The Spaniard Nuria Selva, researcher at the Polish Academy of Sciences, spent all of the lockdown in the Białowieża National Park, one of the last virgin forests in Europe. As co-author of the study, she emphasizes that the changes in animal movement patterns depend on the degree of the lockdown: “The reduction was less in semi-urbanized and semi-natural zones. In those areas there were still people, as in parks, where human presence increased by more than 200%,” she says.
Beyond mobility, human presence can also affect animals’ physiology. In an unpublished study, Selva has demonstrated that cortisol levels — an indicator of stress — decreased in bears and chamois in Poland’s Montes Tatras National Park during the months of the lockdown.
“A road where no one passes is not a barrier, the barrier is the traffic, it is us.”Nuria Selva, researcher at the Polish Academy of Sciences and the University of Huelva
Selva points out another important aspect of the study: “It has allowed us to separate the impact of human infrastructure and humans. A highway where no one travels isn’t a barrier. The barrier is the traffic; the barrier is us.” Between 2013 and 2015, the Boise State University biologist Jesse Barber carried out a series of experiments with traffic. He recorded highway sounds and played them in natural environments where there was no asphalt. His results showed that on the so-called ghost highways, a significant percentage of birds disappeared. During the pandemic, the opposite phenomenon was observed: birds sang at lower frequencies and communicated better.
University of A Coruña biologist Alejandro Martínez Abraín notes the study’s statistical power, but he points out that the change in movement patterns has only been observed in areas with a greater human footprint, “in severe lockdown conditions and on the extremes of animal movement.” He also points out that the presence of wild animals in cities has not been studied.

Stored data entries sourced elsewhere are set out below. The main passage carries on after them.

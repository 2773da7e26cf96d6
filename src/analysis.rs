//! Single-document analysis for `kbh analyze`.
//!
//! Statistics are computed locally from the parsed text. The summary,
//! keywords, entities and suggested question/answer pairs come from the
//! generation provider, each prompt fed a bounded prefix of the document.
//! Nothing here touches the index or the answer cache.

use std::path::{Path, PathBuf};
use std::sync::Arc;

use serde::Serialize;

use crate::error::{KbError, KbResult};
use crate::generation::GenerationProvider;
use crate::models::DocumentChunk;
use crate::parser::ParserRegistry;

const SUMMARY_CHARS: usize = 4000;
const KEYWORD_CHARS: usize = 2000;
const ENTITY_CHARS: usize = 2000;
const QA_CHARS: usize = 3000;

#[derive(Debug, Clone, Default, PartialEq, Eq, Serialize)]
pub struct DocumentStats {
    pub sections: usize,
    pub chars: usize,
    pub non_whitespace_chars: usize,
    pub words: usize,
    pub sentences: usize,
}

#[derive(Debug, Clone, PartialEq, Eq, Serialize)]
pub struct QaPair {
    pub question: String,
    pub answer: String,
}

#[derive(Debug, Clone, Serialize)]
pub struct DocumentAnalysis {
    pub source: PathBuf,
    pub size_bytes: u64,
    pub stats: DocumentStats,
    pub summary: String,
    pub keywords: Vec<String>,
    pub entities: Vec<String>,
}

/// Counts over the joined text of `sections`. CJK characters count as one
/// word each; sentences end at `.`, `!`, `?` or their full-width forms.
pub fn document_stats(sections: &[DocumentChunk]) -> DocumentStats {
    let text = join_sections(sections);
    let words = crate::embedding::tokenize(&text).len();
    let sentences = text
        .split(['.', '!', '?', '。', '！', '？'])
        .filter(|s| s.chars().any(char::is_alphanumeric))
        .count();
    DocumentStats {
        sections: sections.len(),
        chars: text.chars().count(),
        non_whitespace_chars: text.chars().filter(|c| !c.is_whitespace()).count(),
        words,
        sentences,
    }
}

/// Split a model's list answer into items. Accepts comma, semicolon and
/// newline separators (including full-width ones) and strips bullets and
/// numbering.
pub fn parse_list(raw: &str) -> Vec<String> {
    let mut items: Vec<String> = Vec::new();
    for piece in raw.split([',', ';', '\n', '，', '、', '；']) {
        let item = strip_marker(piece.trim()).trim_matches('"').trim();
        if !item.is_empty() && !items.iter().any(|i| i.eq_ignore_ascii_case(item)) {
            items.push(item.to_string());
        }
    }
    items
}

/// Drop a leading bullet (`-`, `*`, `•`) or list number (`3.`, `3)`).
fn strip_marker(item: &str) -> &str {
    let item = item.trim_start_matches(['-', '*', '•']).trim_start();
    let digits = item.len() - item.trim_start_matches(|c: char| c.is_ascii_digit()).len();
    let rest = &item[digits..];
    let mut chars = rest.chars();
    match (chars.next(), chars.next()) {
        (Some('.' | ')'), None) if digits > 0 => "",
        (Some('.' | ')'), Some(c)) if digits > 0 && c.is_whitespace() => rest[1..].trim_start(),
        _ => item,
    }
}

/// Parse `Q1: ... / A1: ...` blocks. A question without an answer is dropped;
/// a later answer replaces an earlier one for the same question.
pub fn parse_qa_pairs(raw: &str) -> Vec<QaPair> {
    let mut pairs = Vec::new();
    let mut question: Option<String> = None;
    let mut answer: Option<String> = None;

    for line in raw.lines().map(str::trim) {
        let Some((label, rest)) = line.split_once(':') else {
            continue;
        };
        let label = label.trim();
        let is_label = |prefix: char| {
            label.starts_with(prefix) && label[1..].chars().all(|c| c.is_ascii_digit())
        };
        if is_label('Q') {
            if let (Some(q), Some(a)) = (question.take(), answer.take()) {
                pairs.push(QaPair { question: q, answer: a });
            }
            question = Some(rest.trim().to_string());
        } else if is_label('A') {
            answer = Some(rest.trim().to_string());
        }
    }
    if let (Some(q), Some(a)) = (question, answer) {
        pairs.push(QaPair { question: q, answer: a });
    }
    pairs.retain(|p| !p.question.is_empty() && !p.answer.is_empty());
    pairs
}

fn join_sections(sections: &[DocumentChunk]) -> String {
    sections
        .iter()
        .map(|s| s.text.as_str())
        .collect::<Vec<_>>()
        .join("\n")
}

fn prefix(text: &str, max_chars: usize) -> &str {
    match text.char_indices().nth(max_chars) {
        Some((idx, _)) => &text[..idx],
        None => text,
    }
}

pub struct DocumentAnalyzer {
    generator: Arc<dyn GenerationProvider>,
    parsers: ParserRegistry,
}

impl DocumentAnalyzer {
    pub fn new(generator: Arc<dyn GenerationProvider>) -> Self {
        Self {
            generator,
            parsers: ParserRegistry::with_defaults(),
        }
    }

    pub fn with_parsers(mut self, parsers: ParserRegistry) -> Self {
        self.parsers = parsers;
        self
    }

    async fn parse(&self, path: &Path) -> KbResult<Vec<DocumentChunk>> {
        let parsers = self.parsers.clone();
        let owned = path.to_path_buf();
        let sections = tokio::task::spawn_blocking(move || parsers.parse(&owned))
            .await
            .map_err(|e| KbError::parse(path, format!("parser task panicked: {}", e)))??;
        if sections.iter().all(|s| s.text.trim().is_empty()) {
            return Err(KbError::EmptyInput);
        }
        Ok(sections)
    }

    /// Parse `path`, then ask for a summary, keywords and entities.
    pub async fn analyze(&self, path: &Path) -> KbResult<DocumentAnalysis> {
        let size_bytes = std::fs::metadata(path)
            .map_err(|e| KbError::io(path, e))?
            .len();
        let sections = self.parse(path).await?;
        let stats = document_stats(&sections);
        let text = join_sections(&sections);
        tracing::info!(file = %path.display(), words = stats.words, "analyzing document");

        let summary = self
            .generator
            .generate(&format!(
                "Write a concise summary of the following document.\n\n{}\n\nSummary:",
                prefix(&text, SUMMARY_CHARS)
            ))
            .await?;
        let keywords = self
            .generator
            .generate(&format!(
                "List the 5 to 10 most important keywords of the following document, \
                 separated by commas.\n\n{}\n\nKeywords:",
                prefix(&text, KEYWORD_CHARS)
            ))
            .await?;
        let entities = self
            .generator
            .generate(&format!(
                "List the important named entities (people, places, dates, organizations) \
                 in the following document, separated by commas.\n\n{}\n\nEntities:",
                prefix(&text, ENTITY_CHARS)
            ))
            .await?;

        Ok(DocumentAnalysis {
            source: path.to_path_buf(),
            size_bytes,
            stats,
            summary: summary.trim().to_string(),
            keywords: parse_list(&keywords),
            entities: parse_list(&entities),
        })
    }

    /// Ask for five question/answer pairs a reader could check against `path`.
    pub async fn generate_qa_pairs(&self, path: &Path) -> KbResult<Vec<QaPair>> {
        let sections = self.parse(path).await?;
        let text = join_sections(&sections);
        let raw = self
            .generator
            .generate(&format!(
                "Based on the following document, write 5 questions with their answers.\n\n{}\n\n\
                 Use exactly this format:\nQ1: <question>\nA1: <answer>\n\nQ2: <question>\nA2: <answer>\n...",
                prefix(&text, QA_CHARS)
            ))
            .await?;
        let pairs = parse_qa_pairs(&raw);
        tracing::debug!(pairs = pairs.len(), "parsed question/answer pairs");
        Ok(pairs)
    }
}

#[cfg(test)]
mod tests {
    use super::*;
    use async_trait::async_trait;
    use std::sync::Mutex;
    use tempfile::TempDir;

    /// Replies by prompt kind and records every prompt it saw.
    #[derive(Default)]
    struct Scripted {
        prompts: Mutex<Vec<String>>,
    }

    #[async_trait]
    impl GenerationProvider for Scripted {
        fn name(&self) -> String {
            "scripted".to_string()
        }

        async fn generate(&self, prompt: &str) -> KbResult<String> {
            self.prompts.lock().unwrap().push(prompt.to_string());
            Ok(if prompt.ends_with("Summary:") {
                "  A note about Paris.  ".to_string()
            } else if prompt.ends_with("Keywords:") {
                "1. Paris, France, capital, paris".to_string()
            } else if prompt.ends_with("Entities:") {
                "- Paris\n- France".to_string()
            } else {
                "Q1: What is the capital of France?\nA1: Paris.\n\nQ2: Where is the Seine?\nA2: In Paris.".to_string()
            })
        }
    }

    #[test]
    fn test_document_stats_counts_words_and_sentences() {
        let chunk = |text: &str| DocumentChunk {
            text: text.to_string(),
            metadata: crate::models::ChunkMetadata {
                source_path: PathBuf::from("/docs/a.txt"),
                page_or_section: None,
                format: crate::models::DocumentFormat::Text,
            },
        };
        let stats = document_stats(&[chunk("Paris is big. Is it?"), chunk("北京。")]);
        assert_eq!(stats.sections, 2);
        assert_eq!(stats.words, 7);
        assert_eq!(stats.sentences, 3);
        assert_eq!(stats.non_whitespace_chars, 19);
    }

    #[test]
    fn test_parse_list_strips_numbering_and_duplicates() {
        assert_eq!(
            parse_list("1. Paris, France，capital\n- paris\n\n"),
            vec!["Paris", "France", "capital"]
        );
        assert_eq!(parse_list("2) 1789, 3.5 percent"), vec!["1789", "3.5 percent"]);
        assert!(parse_list("  \n ").is_empty());
    }

    #[test]
    fn test_parse_qa_pairs_drops_unanswered_questions() {
        let raw = "Q1: First?\nA1: One.\nQ2: Orphan?\nQ3: Third?\nA3: Three.\nnoise line";
        let pairs = parse_qa_pairs(raw);
        assert_eq!(
            pairs,
            vec![
                QaPair { question: "First?".into(), answer: "One.".into() },
                QaPair { question: "Third?".into(), answer: "Three.".into() },
            ]
        );
    }

    #[tokio::test]
    async fn test_analyze_bounds_prompts_and_parses_replies() {
        let tmp = TempDir::new().unwrap();
        let path = tmp.path().join("paris.txt");
        let body = format!("Paris is the capital of France. {}", "x".repeat(10_000));
        std::fs::write(&path, &body).unwrap();

        let generator = Arc::new(Scripted::default());
        let analysis = DocumentAnalyzer::new(generator.clone())
            .analyze(&path)
            .await
            .unwrap();

        assert_eq!(analysis.summary, "A note about Paris.");
        assert_eq!(analysis.keywords, vec!["Paris", "France", "capital"]);
        assert_eq!(analysis.entities, vec!["Paris", "France"]);
        assert_eq!(analysis.size_bytes, body.len() as u64);

        let prompts = generator.prompts.lock().unwrap();
        assert_eq!(prompts.len(), 3);
        assert!(prompts[0].len() < SUMMARY_CHARS + 200);
        assert!(prompts[1].len() < KEYWORD_CHARS + 200);
    }

    #[tokio::test]
    async fn test_generate_qa_pairs() {
        let tmp = TempDir::new().unwrap();
        let path = tmp.path().join("paris.md");
        std::fs::write(&path, "Paris is the capital of France. The Seine flows through it.").unwrap();

        let pairs = DocumentAnalyzer::new(Arc::new(Scripted::default()))
            .generate_qa_pairs(&path)
            .await
            .unwrap();
        assert_eq!(pairs.len(), 2);
        assert_eq!(pairs[1].answer, "In Paris.");
    }

    #[tokio::test]
    async fn test_analyze_rejects_empty_and_unsupported_files() {
        let tmp = TempDir::new().unwrap();
        let empty = tmp.path().join("empty.txt");
        std::fs::write(&empty, "   \n").unwrap();
        let unsupported = tmp.path().join("image.png");
        std::fs::write(&unsupported, [0u8, 1, 2]).unwrap();

        let analyzer = DocumentAnalyzer::new(Arc::new(Scripted::default()));
        assert!(matches!(analyzer.analyze(&empty).await, Err(KbError::EmptyInput)));
        assert!(matches!(
            analyzer.analyze(&unsupported).await,
            Err(KbError::UnsupportedFormat { .. })
        ));
    }
}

“Not all animals prefer for people to move around less,” Martínez Abraín says. “For example, when it comes to highways, many prey species prefer for there to be a lot of movement, because that causes what in ecology is called a scarecrow effect, scaring away predators.” Starlings gather at crossroads, where they can’t be hunted. Red kite birds fly over railways looking for food. Rabbits nest alongside roads.
For the university professor, the changes in animal mobility patterns do not have to do with confinement. “We have to go back to the abandonment of the countryside. Animals have spent six or seven decades losing their fear of humans, urbanites who won’t do anything to them. Covid didn’t change that, the abandonment of the countryside did. What happened during the pandemia is that they took a step closer, and we realized something that was already happening.”